The technology sector, the largest sector weight in the S&P 500, has been a key driver of U.S. dividend growth over the past several years, but that has not been enough to earn the group marquee status in some of the largest dividend exchange traded funds.

“Many of the market’s most popular dividend-paying ETFs own very little of the tech sector, even though its stocks were the No. 1 contributor of dividends paid out by companies in the Standard & Poor’s 500 in each of the past three years,” Chris Dieterich reports for Barron’s, citing Howard Silverblatt, senior index analyst for S&P Dow Jones Indices.
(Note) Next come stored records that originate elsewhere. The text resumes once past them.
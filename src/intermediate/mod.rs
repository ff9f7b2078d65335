//! A normalized, split and JSON backed form of a decoded save.
//!
//! Turning a [`SavegameContainer`] into an [`IntermediateSavegame`]:
//!
//! 1. normalizes the gamestate and metadata with the family's
//!    [`TransformerChain`]
//! 2. lifts large top level sections of the gamestate (provinces, countries,
//!    ...) into parts of their own so they can be inspected without the rest
//! 3. can be written as a package: one pretty printed `<part>.json` per part
//!    plus a `version` file, either in a directory or a zip
//!
//! A package is only ever read back by the same format version.
//!
//! ```
//! use clausewitz_save::container::{GameFamily, SavegameContainer};
//! use clausewitz_save::intermediate::{IntermediateSavegame, PackageFormat};
//! # fn main() -> Result<(), Box<dyn std::error::Error>> {
//! let data = b"EU4txt\ndate=1444.11.11\nprovinces={ -1={ owner=SWE } }";
//! let container = SavegameContainer::decode(data, GameFamily::Eu4)?;
//! let save = IntermediateSavegame::from_container(container, GameFamily::Eu4);
//! assert!(save.part("provinces").is_some());
//!
//! let dir = tempfile::tempdir()?;
//! let path = dir.path().join("save");
//! save.write(&path, PackageFormat::Zip)?;
//! let loaded = IntermediateSavegame::load(&path, GameFamily::Eu4)?;
//! assert_eq!(loaded, save);
//! # Ok(())
//! # }
//! ```

mod package;
mod splitter;
mod transform;

pub use self::package::PackageFormat;
pub use self::splitter::{join, split, split_keys};
pub use self::transform::{
    CollectDuplicates, RenameKey, Transformer, TransformerChain, WrapInArray,
};

use crate::container::{GameFamily, SavegameContainer};
use crate::text::Node;
use crate::{Error, FormatError};
use std::collections::BTreeMap;
use std::path::Path;
use tracing::debug;

/// A save in the intermediate form: named parts of one game family
#[derive(Debug, Clone, PartialEq)]
pub struct IntermediateSavegame {
    version: u32,
    family: GameFamily,
    parts: BTreeMap<String, Node>,
}

impl IntermediateSavegame {
    /// The current format version. Packages written by any other version
    /// are rejected on load.
    pub const VERSION: u32 = 12;

    /// Normalizes and splits a decoded save
    pub fn from_container(container: SavegameContainer, family: GameFamily) -> Self {
        let mut parts = container.into_parts();

        if let Some(meta) = parts.get_mut("meta") {
            TransformerChain::for_meta(family).transform(meta);
        }

        if let Some(mut gamestate) = parts.remove("gamestate") {
            TransformerChain::for_gamestate(family).transform(&mut gamestate);
            if family == GameFamily::Ck3 {
                if let Some(meta) = gamestate.as_array_mut().and_then(|x| x.remove_key("meta_data")) {
                    parts.insert(String::from("meta"), meta);
                }
            }

            let lifted = split(&mut gamestate, split_keys(family));
            debug!(%family, lifted = lifted.len(), "split gamestate");
            parts.extend(lifted);
            parts.insert(String::from("gamestate"), gamestate);
        }

        IntermediateSavegame {
            version: Self::VERSION,
            family,
            parts,
        }
    }

    /// Rejoins the split parts into a container for the family's envelope
    pub fn into_container(self) -> Result<SavegameContainer, Error> {
        let family = self.family;
        let mut parts = self.parts;
        let mut gamestate = parts
            .remove("gamestate")
            .ok_or_else(|| FormatError::MissingPart(String::from("gamestate")))?;

        join(&mut gamestate, &mut parts, split_keys(family));
        if family == GameFamily::Ck3 {
            if let (Some(meta), Some(root)) = (parts.remove("meta"), gamestate.as_array_mut()) {
                root.insert_keyed(0, "meta_data", meta);
            }
        }

        if let Some(name) = parts.keys().find(|x| !family.part_names().contains(&x.as_str())) {
            return Err(FormatError::UnexpectedPart(name.clone()).into());
        }

        let plain = family == GameFamily::Eu4 && !parts.contains_key("meta");
        parts.insert(String::from("gamestate"), gamestate);
        let mut container = SavegameContainer::new(family, parts);
        if plain {
            container.set_compressed(false);
        }

        Ok(container)
    }

    /// Writes the package
    pub fn write<P: AsRef<Path>>(&self, path: P, format: PackageFormat) -> Result<(), Error> {
        package::write(
            path.as_ref(),
            format,
            self.version,
            &self.parts,
            self.family.charset(),
        )
    }

    /// Loads a package written in the current format version. A directory
    /// is read as a directory package and anything else as a zip.
    pub fn load<P: AsRef<Path>>(path: P, family: GameFamily) -> Result<Self, Error> {
        let parts = package::read(path.as_ref(), Self::VERSION, family, None)?;
        Ok(IntermediateSavegame {
            version: Self::VERSION,
            family,
            parts,
        })
    }

    /// Loads only the named parts of a package, leaving the others unread.
    /// Every requested part must be present.
    ///
    /// ```
    /// use clausewitz_save::container::{GameFamily, SavegameContainer};
    /// use clausewitz_save::intermediate::{IntermediateSavegame, PackageFormat};
    /// # fn main() -> Result<(), Box<dyn std::error::Error>> {
    /// let data = b"EU4txt\ndate=1444.11.11\nprovinces={ -1={ owner=SWE } }";
    /// let container = SavegameContainer::decode(data, GameFamily::Eu4)?;
    /// let dir = tempfile::tempdir()?;
    /// IntermediateSavegame::from_container(container, GameFamily::Eu4)
    ///     .write(dir.path(), PackageFormat::Directory)?;
    ///
    /// let save = IntermediateSavegame::load_parts(dir.path(), GameFamily::Eu4, &["gamestate"])?;
    /// assert_eq!(save.parts().len(), 1);
    /// # Ok(())
    /// # }
    /// ```
    pub fn load_parts<P: AsRef<Path>>(
        path: P,
        family: GameFamily,
        names: &[&str],
    ) -> Result<Self, Error> {
        let parts = package::read(path.as_ref(), Self::VERSION, family, Some(names))?;
        Ok(IntermediateSavegame {
            version: Self::VERSION,
            family,
            parts,
        })
    }

    /// Reads only the version marker of a package
    pub fn read_version<P: AsRef<Path>>(path: P) -> Result<u32, Error> {
        package::read_version(path.as_ref())
    }

    /// The format version
    pub fn version(&self) -> u32 {
        self.version
    }

    /// The game family
    pub fn family(&self) -> GameFamily {
        self.family
    }

    /// The parts by name
    pub fn parts(&self) -> &BTreeMap<String, Node> {
        &self.parts
    }

    /// The parts by name, for editing
    pub fn parts_mut(&mut self) -> &mut BTreeMap<String, Node> {
        &mut self.parts
    }

    /// A single part
    pub fn part(&self, name: &str) -> Option<&Node> {
        self.parts.get(name)
    }
}

#[cfg(test)]
mod tests {
    use super::*;
    use crate::text::parse;
    use crate::ErrorKind;

    fn eu4_save() -> SavegameContainer {
        let data = b"EU4txt\ndate=1444.11.11\nplayer=\"ENG\"\n\
            active_war={ name=\"First War\" }\n\
            provinces={ -1={ owner=SWE } }\n\
            active_war={ name=\"Second War\" }\n\
            countries={ SWE={ treasury=10.5 } }";
        SavegameContainer::decode(data, GameFamily::Eu4).unwrap()
    }

    #[test]
    fn test_eu4_from_container() {
        let save = IntermediateSavegame::from_container(eu4_save(), GameFamily::Eu4);
        let names: Vec<_> = save.parts().keys().map(String::as_str).collect();
        assert_eq!(names, vec!["active_wars", "countries", "gamestate", "provinces"]);
        assert_eq!(save.part("active_wars").unwrap().len(), 2);
        assert_eq!(save.part("gamestate").unwrap(), &parse(b"date=1444.11.11 player=\"ENG\"").unwrap());
        assert_eq!(save.version(), IntermediateSavegame::VERSION);
    }

    #[test]
    fn test_eu4_into_container() {
        let save = IntermediateSavegame::from_container(eu4_save(), GameFamily::Eu4);
        let container = save.into_container().unwrap();
        assert!(!container.is_compressed());

        let gamestate = container.part("gamestate").unwrap();
        let keys: Vec<_> = gamestate
            .as_array()
            .unwrap()
            .iter_keyed()
            .map(|(k, _)| k.text(crate::Charset::Utf8).into_owned())
            .collect();
        assert_eq!(keys, vec!["date", "player", "active_wars", "provinces", "countries"]);
    }

    #[test]
    fn test_ck3_meta_lifted() {
        let mut parts = BTreeMap::new();
        let gamestate = parse(b"meta_data={ version=\"1.0\" } date=867.1.1 living={ 1={ } }").unwrap();
        parts.insert(String::from("gamestate"), gamestate.clone());
        let container = SavegameContainer::new(GameFamily::Ck3, parts);

        let save = IntermediateSavegame::from_container(container, GameFamily::Ck3);
        assert_eq!(save.part("meta").unwrap().len(), 1);
        assert!(save.part("living").is_some());
        assert!(!save.part("gamestate").unwrap().has_key("meta_data"));

        let container = save.into_container().unwrap();
        assert_eq!(container.part("gamestate"), Some(&gamestate));
    }

    #[test]
    fn test_unexpected_part() {
        let mut save = IntermediateSavegame::from_container(eu4_save(), GameFamily::Eu4);
        save.parts_mut().insert(String::from("mystery"), parse(b"a=b").unwrap());
        let err = save.into_container().unwrap_err();
        assert!(matches!(err.kind(), ErrorKind::Format(FormatError::UnexpectedPart(x)) if x == "mystery"));
    }

    #[test]
    fn test_directory_package() {
        let dir = tempfile::tempdir().unwrap();
        let path = dir.path().join("package");
        let save = IntermediateSavegame::from_container(eu4_save(), GameFamily::Eu4);
        save.write(&path, PackageFormat::Directory).unwrap();

        assert!(path.join("provinces.json").is_file());
        assert_eq!(std::fs::read_to_string(path.join("version")).unwrap(), "12");
        assert_eq!(IntermediateSavegame::read_version(&path).unwrap(), 12);

        let loaded = IntermediateSavegame::load(&path, GameFamily::Eu4).unwrap();
        assert_eq!(loaded, save);
    }

    #[test]
    fn test_version_mismatch() {
        let dir = tempfile::tempdir().unwrap();
        let path = dir.path().join("package");
        let save = IntermediateSavegame::from_container(eu4_save(), GameFamily::Eu4);
        save.write(&path, PackageFormat::Directory).unwrap();
        std::fs::write(path.join("version"), "11").unwrap();

        let err = IntermediateSavegame::load(&path, GameFamily::Eu4).unwrap_err();
        match err.kind() {
            ErrorKind::Version { found, expected } => {
                assert_eq!(*found, 11);
                assert_eq!(*expected, IntermediateSavegame::VERSION);
            }
            x => panic!("unexpected error: {:?}", x),
        }
    }
}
For example, the iShares Select Dividend ETF (NYSEArca: DVY) and the SPDR S&P Dividend ETF (NYSEArca: SDY), home to a combined $33.4 billion in assets under management, have tech weights of just 1.8% and 2.6%, respectively. The Vanguard Dividend Appreciation ETF (NYSEArca: VIG), the largest U.S. dividend ETF by assets, is better with a 12.8% tech allocation, but just three stocks – Microsoft (NasdaqGS: MSFT), International Business Machines (NYSE: IBM) and Qualcomm (NasdaqGS: QCOM) – combine for 10.2% of VIG’s tech exposure. [Dividend ETFs Lag in Q1]

The $10.9 billion Vanguard High Dividend Yield ETF (NYSEArca: VYM), another one of the four largest U.S. dividend ETFs, also has a 12.8% weight to tech stocks.

With tech companies sitting on massive cash hoards, Apple’s (NasdaqGS: AAPL) is $194 billion as just one example, tech dividend growth is expected to continue flourishing. That means investors looking to capture tech dividend growth via ETFs should consider funds beyond the usual suspects.

“Dividend consistency matters, especially to investors who depend on predictable dividend income, and index-tracking ETFs can be burned by too much exposure to the dividend payers du jour,” according to Barron’s.

The First Trust NASDAQ Technology Dividend Index Fund (NasdaqGS: TDIV) does not require a dividend increase streak for admittance because the concept of technology sector dividends is still a relatively new phenomenon.